*** Given data Section Begins ***

//! Reconnect backoff configuration and delay calculation.
//!
//! The manager's reconnect scheduler lives in `envmon-link`; this module
//! holds the pure math so it can be tested without a runtime:
//!
//! - [`BackoffConfig`]: base interval, cap and jitter
//! - [`nominal_delay_ms`]: `min(max, base × 1.5^(attempt−1))`
//! - [`reconnect_delay_ms_with_random`]: the nominal delay with ±jitter

use std::time::Duration;

use serde::{Deserialize, Serialize};

// ─────────────────────────────────────────────────────────────────────────────
// Configuration
// ─────────────────────────────────────────────────────────────────────────────

/// Default base interval in milliseconds.
pub const DEFAULT_BASE_INTERVAL_MS: u64 = 5_000;
/// Default cap on the nominal delay in milliseconds.
pub const DEFAULT_MAX_INTERVAL_MS: u64 = 30_000;
/// Default jitter factor (0.0–1.0).
pub const DEFAULT_JITTER_FACTOR: f64 = 0.2;
/// Growth factor between consecutive attempts.
pub const BACKOFF_MULTIPLIER: f64 = 1.5;

/// Parameters of the reconnect backoff curve.
#[derive(Clone, Debug, PartialEq, Serialize, Deserialize)]
#[serde(rename_all = "camelCase")]
pub struct BackoffConfig {
    /// Delay before the first reconnect in ms (default: 5000).
    #[serde(default = "default_base_interval_ms")]
    pub base_interval_ms: u64,
    /// Cap on the nominal delay in ms (default: 30000).
    #[serde(default = "default_max_interval_ms")]
    pub max_interval_ms: u64,
    /// Symmetric jitter 0.0–1.0 (default: 0.2, i.e. ±20%).
    #[serde(default = "default_jitter_factor")]
    pub jitter_factor: f64,
}

fn default_base_interval_ms() -> u64 {
    DEFAULT_BASE_INTERVAL_MS
}
fn default_max_interval_ms() -> u64 {
    DEFAULT_MAX_INTERVAL_MS
}
fn default_jitter_factor() -> f64 {
    DEFAULT_JITTER_FACTOR
}

impl Default for BackoffConfig {
    fn default() -> Self {
        Self {
            base_interval_ms: DEFAULT_BASE_INTERVAL_MS,
            max_interval_ms: DEFAULT_MAX_INTERVAL_MS,
            jitter_factor: DEFAULT_JITTER_FACTOR,
        }
    }
}

impl BackoffConfig {
    /// Nominal (jitter-free) delay for a 1-based attempt number.
    pub fn nominal_delay_ms(&self, attempt: u32) -> u64 {
        nominal_delay_ms(attempt, self.base_interval_ms, self.max_interval_ms)
    }

    /// Delay for `attempt` using a caller-supplied random value in `[0, 1)`.
    pub fn delay_ms_with_random(&self, attempt: u32, random: f64) -> u64 {
        reconnect_delay_ms_with_random(
            attempt,
            self.base_interval_ms,
            self.max_interval_ms,
            self.jitter_factor,
            random,
        )
    }

    /// Delay for `attempt` drawn with the thread-local RNG.
    pub fn delay(&self, attempt: u32) -> Duration {
        Duration::from_millis(self.delay_ms_with_random(attempt, rand::random::<f64>()))
    }
}

// ─────────────────────────────────────────────────────────────────────────────
// Delay calculation
// ─────────────────────────────────────────────────────────────────────────────

/// Nominal delay: `min(max_interval, base_interval × 1.5^(attempt−1))`.
///
/// `attempt` is 1-based; 0 is treated as 1.
#[must_use]
#[allow(
    clippy::cast_precision_loss,
    clippy::cast_possible_truncation,
    clippy::cast_sign_loss,
    clippy::cast_possible_wrap
)]
pub fn nominal_delay_ms(attempt: u32, base_interval_ms: u64, max_interval_ms: u64) -> u64 {
    let exponent = attempt.saturating_sub(1).min(128) as i32;
    let grown = base_interval_ms as f64 * BACKOFF_MULTIPLIER.powi(exponent);
    grown.min(max_interval_ms as f64).round() as u64
}

/// Nominal delay with symmetric jitter applied.
///
/// `random` should be a value in `[0.0, 1.0)` from a PRNG. A jitter factor of
/// 0.2 spreads the result over `[0.8 × nominal, 1.2 × nominal]`. The result
/// never goes below zero.
#[must_use]
#[allow(
    clippy::cast_precision_loss,
    clippy::cast_possible_truncation,
    clippy::cast_sign_loss
)]
pub fn reconnect_delay_ms_with_random(
    attempt: u32,
    base_interval_ms: u64,
    max_interval_ms: u64,
    jitter_factor: f64,
    random: f64,
) -> u64 {
    let nominal = nominal_delay_ms(attempt, base_interval_ms, max_interval_ms) as f64;
    let jitter_factor = jitter_factor.clamp(0.0, 1.0);
    let random = random.clamp(0.0, 1.0);
    let jitter = 1.0 + (random * 2.0 - 1.0) * jitter_factor;
    (nominal * jitter).round().max(0.0) as u64
}

#[cfg(test)]
mod tests {
    use super::*;
    use proptest::prelude::*;

    #[test]
    fn defaults() {
        let config = BackoffConfig::default();
        assert_eq!(config.base_interval_ms, 5_000);
        assert_eq!(config.max_interval_ms, 30_000);
        assert!((config.jitter_factor - 0.2).abs() < f64::EPSILON);
    }

    #[test]
    fn deserializes_with_missing_fields() {
        let config: BackoffConfig = serde_json::from_str(r#"{"baseIntervalMs": 100}"#).unwrap();
        assert_eq!(config.base_interval_ms, 100);
        assert_eq!(config.max_interval_ms, DEFAULT_MAX_INTERVAL_MS);
    }

    #[test]
    fn nominal_curve_grows_by_half() {
        assert_eq!(nominal_delay_ms(1, 5_000, 30_000), 5_000);
        assert_eq!(nominal_delay_ms(2, 5_000, 30_000), 7_500);
        assert_eq!(nominal_delay_ms(3, 5_000, 30_000), 11_250);
        assert_eq!(nominal_delay_ms(4, 5_000, 30_000), 16_875);
        assert_eq!(nominal_delay_ms(5, 5_000, 30_000), 25_313);
    }

    #[test]
    fn nominal_caps_at_max() {
        assert_eq!(nominal_delay_ms(6, 5_000, 30_000), 30_000);
        assert_eq!(nominal_delay_ms(u32::MAX, 5_000, 30_000), 30_000);
    }

    #[test]
    fn attempt_zero_behaves_like_first() {
        assert_eq!(nominal_delay_ms(0, 5_000, 30_000), 5_000);
    }

    #[test]
    fn random_midpoint_is_nominal() {
        assert_eq!(reconnect_delay_ms_with_random(2, 5_000, 30_000, 0.2, 0.5), 7_500);
    }

    #[test]
    fn random_extremes_hit_jitter_edges() {
        assert_eq!(reconnect_delay_ms_with_random(1, 5_000, 30_000, 0.2, 0.0), 4_000);
        assert_eq!(reconnect_delay_ms_with_random(1, 5_000, 30_000, 0.2, 1.0), 6_000);
    }

    #[test]
    fn zero_jitter_is_deterministic() {
        let config = BackoffConfig {
            jitter_factor: 0.0,
            ..BackoffConfig::default()
        };
        assert_eq!(config.delay(3), Duration::from_millis(11_250));
    }

    #[test]
    fn zero_base_never_negative() {
        assert_eq!(reconnect_delay_ms_with_random(4, 0, 30_000, 1.0, 0.0), 0);
    }

    proptest! {
        #[test]
        fn delay_within_jitter_band(attempt in 1u32..40, random in 0.0f64..1.0) {
            let nominal = nominal_delay_ms(attempt, 5_000, 30_000) as f64;
            let delay = reconnect_delay_ms_with_random(attempt, 5_000, 30_000, 0.2, random) as f64;
            prop_assert!(delay >= (nominal * 0.8).floor());
            prop_assert!(delay <= (nominal * 1.2).ceil());
        }

        #[test]
        fn nominal_is_monotonic(attempt in 1u32..60) {
            prop_assert!(nominal_delay_ms(attempt, 5_000, 30_000) <= nominal_delay_ms(attempt + 1, 5_000, 30_000));
        }
    }
}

*** Given data Section Ends ***

▸ **What you will do**:
Would you return exactly, and only, the lines beginning at the one with "assert_eq!(nominal_delay_ms(0, 5_000, 30_000), 5_000);" and ending at the last line of the listing?

▸ **Exercise result**:
        assert_eq!(nominal_delay_ms(0, 5_000, 30_000), 5_000);
    }

    #[test]
    fn random_midpoint_is_nominal() {
        assert_eq!(reconnect_delay_ms_with_random(2, 5_000, 30_000, 0.2, 0.5), 7_500);
    }

    #[test]
    fn random_extremes_hit_jitter_edges() {
        assert_eq!(reconnect_delay_ms_with_random(1, 5_000, 30_000, 0.2, 0.0), 4_000);
        assert_eq!(reconnect_delay_ms_with_random(1, 5_000, 30_000, 0.2, 1.0), 6_000);
    }

    #[test]
    fn zero_jitter_is_deterministic() {
        let config = BackoffConfig {
            jitter_factor: 0.0,
            ..BackoffConfig::default()
        };
        assert_eq!(config.delay(3), Duration::from_millis(11_250));
    }

    #[test]
    fn zero_base_never_negative() {
        assert_eq!(reconnect_delay_ms_with_random(4, 0, 30_000, 1.0, 0.0), 0);
    }

    proptest! {
        #[test]
        fn delay_within_jitter_band(attempt in 1u32..40, random in 0.0f64..1.0) {
            let nominal = nominal_delay_ms(attempt, 5_000, 30_000) as f64;
            let delay = reconnect_delay_ms_with_random(attempt, 5_000, 30_000, 0.2, random) as f64;
            prop_assert!(delay >= (nominal * 0.8).floor());
            prop_assert!(delay <= (nominal * 1.2).ceil());
        }

        #[test]
        fn nominal_is_monotonic(attempt in 1u32..60) {
            prop_assert!(nominal_delay_ms(attempt, 5_000, 30_000) <= nominal_delay_ms(attempt + 1, 5_000, 30_000));
        }
    }
}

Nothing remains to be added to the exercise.